Um “quarto poder” seletivo

Noticiar não é apenas repetir acriticamente uma série de factos, mas também enquadrá-los no espaço e no tempo. Não há informação sem contexto. Contextualizar não implica sequer emitir opinião, mas obriga a um sentido vigilante por parte de quem informa. Os media não são meras plataformas para amplificar mensagens por parte de políticos e causas, mas órgãos de informação. Significa isso que se exige aos media que tenham atenção à mensagem que veiculam, para não se tornarem apenas em instrumento de propaganda. Na última semana, foram várias as notícias que nos mostraram como temos, enquanto leitores, de ser cidadãos vigilantes. No panorama internacional, os media apresentam-nos como inovadora a ideia de Trump de construir um muro para separar os EUA do México, intenção amplamente divulgada durante a campanha e a semana passada concretizada numa ordem executiva. Inovadora? Não, já que na fronteira do Arizona, Califórnia, Novo México e Texas com o México (são 3094 km), uma parte significativa do muro já está construída. Aliás, basta ouvir o discurso do presidente Clinton ao Congresso norte-americano, em 1995, num debate sobre o estado da nação, apresentando a chamada “Operation Gatekeep”, avaliar aquilo que foi a política de combate à imigração por parte de Obama ou até ouvir a entrevista a Hillary Clinton, em 2014, conduzida por Christiane Amanpour, para se perceber que a grande diferença no discurso de Trump face aos seus antecessores ou antagonistas democratas reside na intenção – esdrúxula, sem dúvida – de colocar o México a financiar a sua construção. Trump tem dado sinais claros de que pretende fechar ainda mais os EUA aos imigrantes e o seu estilo favorece o sensacionalismo, mas combater o populismo é também dar informação correta, devidamente enquadrada, e não apenas cavalgar a exploração dos sentimentos do momento.

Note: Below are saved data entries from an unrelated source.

//! SQLite metadata source.
//!
//! SQLite has no driver-level metadata catalog, so rows in the usual
//! metadata shape are synthesized from `sqlite_master` and
//! `pragma_table_info`. Schemas map to attached database names (`main`
//! when none is given). There are no stored procedures.

use super::{fields, MetadataRow, MetadataSource, RowStream, Value, VecRowStream};
use crate::error::Result;
use crate::types;
use rusqlite::{params, Connection};
use std::path::Path;
use std::sync::Arc;
use tracing::debug;

/// Product name reported by [`SqliteMetadataSource`].
pub const PRODUCT_NAME: &str = "SQLite";

const DEFAULT_SCHEMA: &str = "main";

/// Metadata source reading an SQLite database.
pub struct SqliteMetadataSource {
    conn: Connection,
}

impl SqliteMetadataSource {
    /// Wrap an open connection.
    pub fn new(conn: Connection) -> Self {
        Self { conn }
    }

    /// Open a database file.
    pub fn open(path: impl AsRef<Path>) -> Result<Self> {
        Ok(Self::new(Connection::open(path)?))
    }
}

impl MetadataSource for SqliteMetadataSource {
    fn product_name(&self) -> Result<String> {
        Ok(PRODUCT_NAME.to_string())
    }

    fn tables(
        &self,
        _catalog: Option<&str>,
        schema: Option<&str>,
        table_pattern: &str,
        table_types: &[String],
    ) -> Result<Box<dyn RowStream + '_>> {
        let sql = format!(
            "SELECT name, type FROM {} \
             WHERE type IN ('table', 'view') AND name NOT LIKE 'sqlite\\_%' ESCAPE '\\' \
             AND name LIKE ?1 ORDER BY name",
            master_table(schema)
        );
        let mut stmt = self.conn.prepare(&sql)?;
        let found = stmt
            .query_map(params![table_pattern], |r| {
                Ok((r.get::<_, String>(0)?, r.get::<_, String>(1)?))
            })?
            .collect::<rusqlite::Result<Vec<_>>>()?;

        let labels = labels(&[
            fields::TABLE_CAT,
            fields::TABLE_SCHEM,
            fields::TABLE_NAME,
            fields::TABLE_TYPE,
        ]);
        let rows = found
            .into_iter()
            .map(|(name, kind)| (name, kind.to_ascii_uppercase()))
            .filter(|(_, kind)| table_types.iter().any(|t| t.eq_ignore_ascii_case(kind)))
            .map(|(name, kind)| {
                MetadataRow::new(
                    Arc::clone(&labels),
                    vec![Value::Null, Value::from(schema), Value::from(name), Value::from(kind)],
                )
            })
            .collect::<Vec<_>>();

        debug!(schema = ?schema, tables = rows.len(), "read sqlite tables");
        Ok(Box::new(VecRowStream::new(rows)))
    }

    fn columns(
        &self,
        _catalog: Option<&str>,
        schema: Option<&str>,
        table_pattern: &str,
        column_pattern: &str,
    ) -> Result<Box<dyn RowStream + '_>> {
        let sql = format!(
            "SELECT m.name, p.name, p.type, p.\"notnull\", p.pk, m.sql \
             FROM {} AS m JOIN pragma_table_info(m.name, ?3) AS p \
             WHERE m.type IN ('table', 'view') AND m.name NOT LIKE 'sqlite\\_%' ESCAPE '\\' \
             AND m.name LIKE ?1 AND p.name LIKE ?2 \
             ORDER BY m.name, p.cid",
            master_table(schema)
        );
        let mut stmt = self.conn.prepare(&sql)?;
        let found = stmt
            .query_map(
                params![table_pattern, column_pattern, schema.unwrap_or(DEFAULT_SCHEMA)],
                |r| {
                    Ok(SqliteColumn {
                        table: r.get(0)?,
                        name: r.get(1)?,
                        declared_type: r.get::<_, Option<String>>(2)?.unwrap_or_default(),
                        not_null: r.get::<_, i64>(3)? != 0,
                        primary_key: r.get::<_, i64>(4)? != 0,
                        table_sql: r.get::<_, Option<String>>(5)?.unwrap_or_default(),
                    })
                },
            )?
            .collect::<rusqlite::Result<Vec<_>>>()?;

        let labels = labels(&[
            fields::TABLE_CAT,
            fields::TABLE_SCHEM,
            fields::TABLE_NAME,
            fields::COLUMN_NAME,
            fields::DATA_TYPE,
            fields::TYPE_NAME,
            fields::COLUMN_SIZE,
            fields::DECIMAL_DIGITS,
            fields::NULLABLE,
            fields::IS_AUTOINCREMENT,
        ]);
        let rows = found
            .into_iter()
            .map(|col| {
                let declared = DeclaredType::parse(&col.declared_type);
                let auto_increment = col.primary_key
                    && declared.name == "INTEGER"
                    && col.table_sql.to_ascii_uppercase().contains("AUTOINCREMENT");
                MetadataRow::new(
                    Arc::clone(&labels),
                    vec![
                        Value::Null,
                        Value::from(schema),
                        Value::from(col.table),
                        Value::from(col.name),
                        Value::from(declared.type_code()),
                        Value::from(declared.name),
                        Value::from(declared.size),
                        Value::from(declared.digits),
                        Value::from(if col.not_null { 0i32 } else { 1i32 }),
                        Value::from(if auto_increment { "YES" } else { "NO" }),
                    ],
                )
            })
            .collect::<Vec<_>>();

        debug!(schema = ?schema, columns = rows.len(), "read sqlite columns");
        Ok(Box::new(VecRowStream::new(rows)))
    }

    fn procedures(
        &self,
        _catalog: Option<&str>,
        _schema: Option<&str>,
        _procedure_pattern: &str,
    ) -> Result<Box<dyn RowStream + '_>> {
        Ok(Box::new(VecRowStream::new(Vec::new())))
    }

    fn procedure_columns(
        &self,
        _catalog: Option<&str>,
        _schema: Option<&str>,
        _procedure_pattern: &str,
        _column_pattern: &str,
    ) -> Result<Box<dyn RowStream + '_>> {
        Ok(Box::new(VecRowStream::new(Vec::new())))
    }
}

struct SqliteColumn {
    table: String,
    name: String,
    declared_type: String,
    not_null: bool,
    primary_key: bool,
    table_sql: String,
}

/// A column type as declared in `CREATE TABLE`, e.g. `DECIMAL(10,2)`.
#[derive(Debug, Clone, PartialEq, Eq)]
struct DeclaredType {
    name: String,
    size: Option<i64>,
    digits: Option<i64>,
}

impl DeclaredType {
    fn parse(declared: &str) -> Self {
        let declared = declared.trim();
        let (name, args) = match declared.find('(') {
            Some(open) => (&declared[..open], declared[open + 1..].trim_end_matches(')')),
            None => (declared, ""),
        };
        let mut args = args.split(',').map(|a| a.trim().parse::<i64>().ok());
        Self {
            name: name.trim().to_ascii_uppercase(),
            size: args.next().flatten(),
            digits: args.next().flatten(),
        }
    }

    // Exact names first, then SQLite's affinity rules.
    fn type_code(&self) -> i32 {
        let name = self.name.as_str();
        match name {
            "BIGINT" => return types::BIGINT,
            "SMALLINT" => return types::SMALLINT,
            "TINYINT" => return types::TINYINT,
            "DECIMAL" => return types::DECIMAL,
            "NUMERIC" => return types::NUMERIC,
            "REAL" => return types::REAL,
            "FLOAT" => return types::FLOAT,
            "DOUBLE" | "DOUBLE PRECISION" => return types::DOUBLE,
            "BOOLEAN" | "BOOL" => return types::BOOLEAN,
            "DATE" => return types::DATE,
            "TIME" => return types::TIME,
            "DATETIME" | "TIMESTAMP" => return types::TIMESTAMP,
            "CHAR" | "CHARACTER" | "NCHAR" => return types::CHAR,
            "CLOB" => return types::CLOB,
            "" => return types::OTHER,
            _ => {}
        }
        if name.contains("INT") {
            types::INTEGER
        } else if name.contains("CHAR") || name.contains("TEXT") || name.contains("CLOB") {
            types::VARCHAR
        } else if name.contains("BLOB") {
            types::BLOB
        } else if name.contains("REAL") || name.contains("FLOA") || name.contains("DOUB") {
            types::DOUBLE
        } else {
            types::OTHER
        }
    }
}

fn labels(names: &[&str]) -> Arc<[String]> {
    names.iter().map(|n| n.to_string()).collect()
}

fn master_table(schema: Option<&str>) -> String {
    let db = schema.unwrap_or(DEFAULT_SCHEMA);
    format!("\"{}\".sqlite_master", db.replace('"', "\"\""))
}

No panorama nacional, o escrutínio do chamado “quarto poder” sobre a atividade do poder político também tem dado mostras de uma seletividade notável. Desde logo, vários jornais divulgaram com grande entusiasmo as ideias do primeiro-ministro, António Costa, sobre a criação de um fundo monetário europeu, sem nenhum ter tido a capacidade e a memória de recordar que elas são exatamente iguais às que constam de uma proposta apresentada em 2015 por Pedro Passos Coelho. Por outro lado, a acusação do governo grego sobre a suposta discriminação do governo português em relação aos refugiados yazidi mereceu apenas curtas notas, bastando-se os media com a lacónica explicação apresentada pelo governo: ora, não seria expectável sabermos com que base o governo grego proferiu tamanha acusação, ou o simples facto de vivermos num cenário de governação socialista e legitimado por uma maioria de esquerda no parlamento permite que os media aceitem com candura as explicações sucintas que lhes são dadas? E que dizer do anúncio do Presidente da República, que num panorama em que, há mais de um ano, os juros da nossa dívida pública sobem consistentemente, com especial incidência nas maturidades mais longas – em dissonância com todos os países da zona euro, cujos spreads se mantêm estáveis –, afirmou que Portugal está a reestruturar a sua dívida? A forma macia e subserviente como alguns media encaram e trabalham certas notícias ajuda a explicar porque cada vez mais cidadãos perdem interesse por aquilo que é publicado, perigosamente optando por ir atrás dos factos e das notícias no seu estado bruto. O facto de o mainstream mediático ser particularmente sensível às causas da esquerda e aos agentes da proliferação do medo tem ainda um efeito perverso, o de engrossar a tal “maioria silenciosa” que muitos políticos à direita exploram, como base eleitoral, para políticas de regresso ao passado, de fechamento das sociedades: perante o medo e a incerteza, as classes médias tendencialmente preferem um mau conservadorismo do que vanguardas de rutura de esquerda.

Texto publicado no jornal i, na última terça-feira.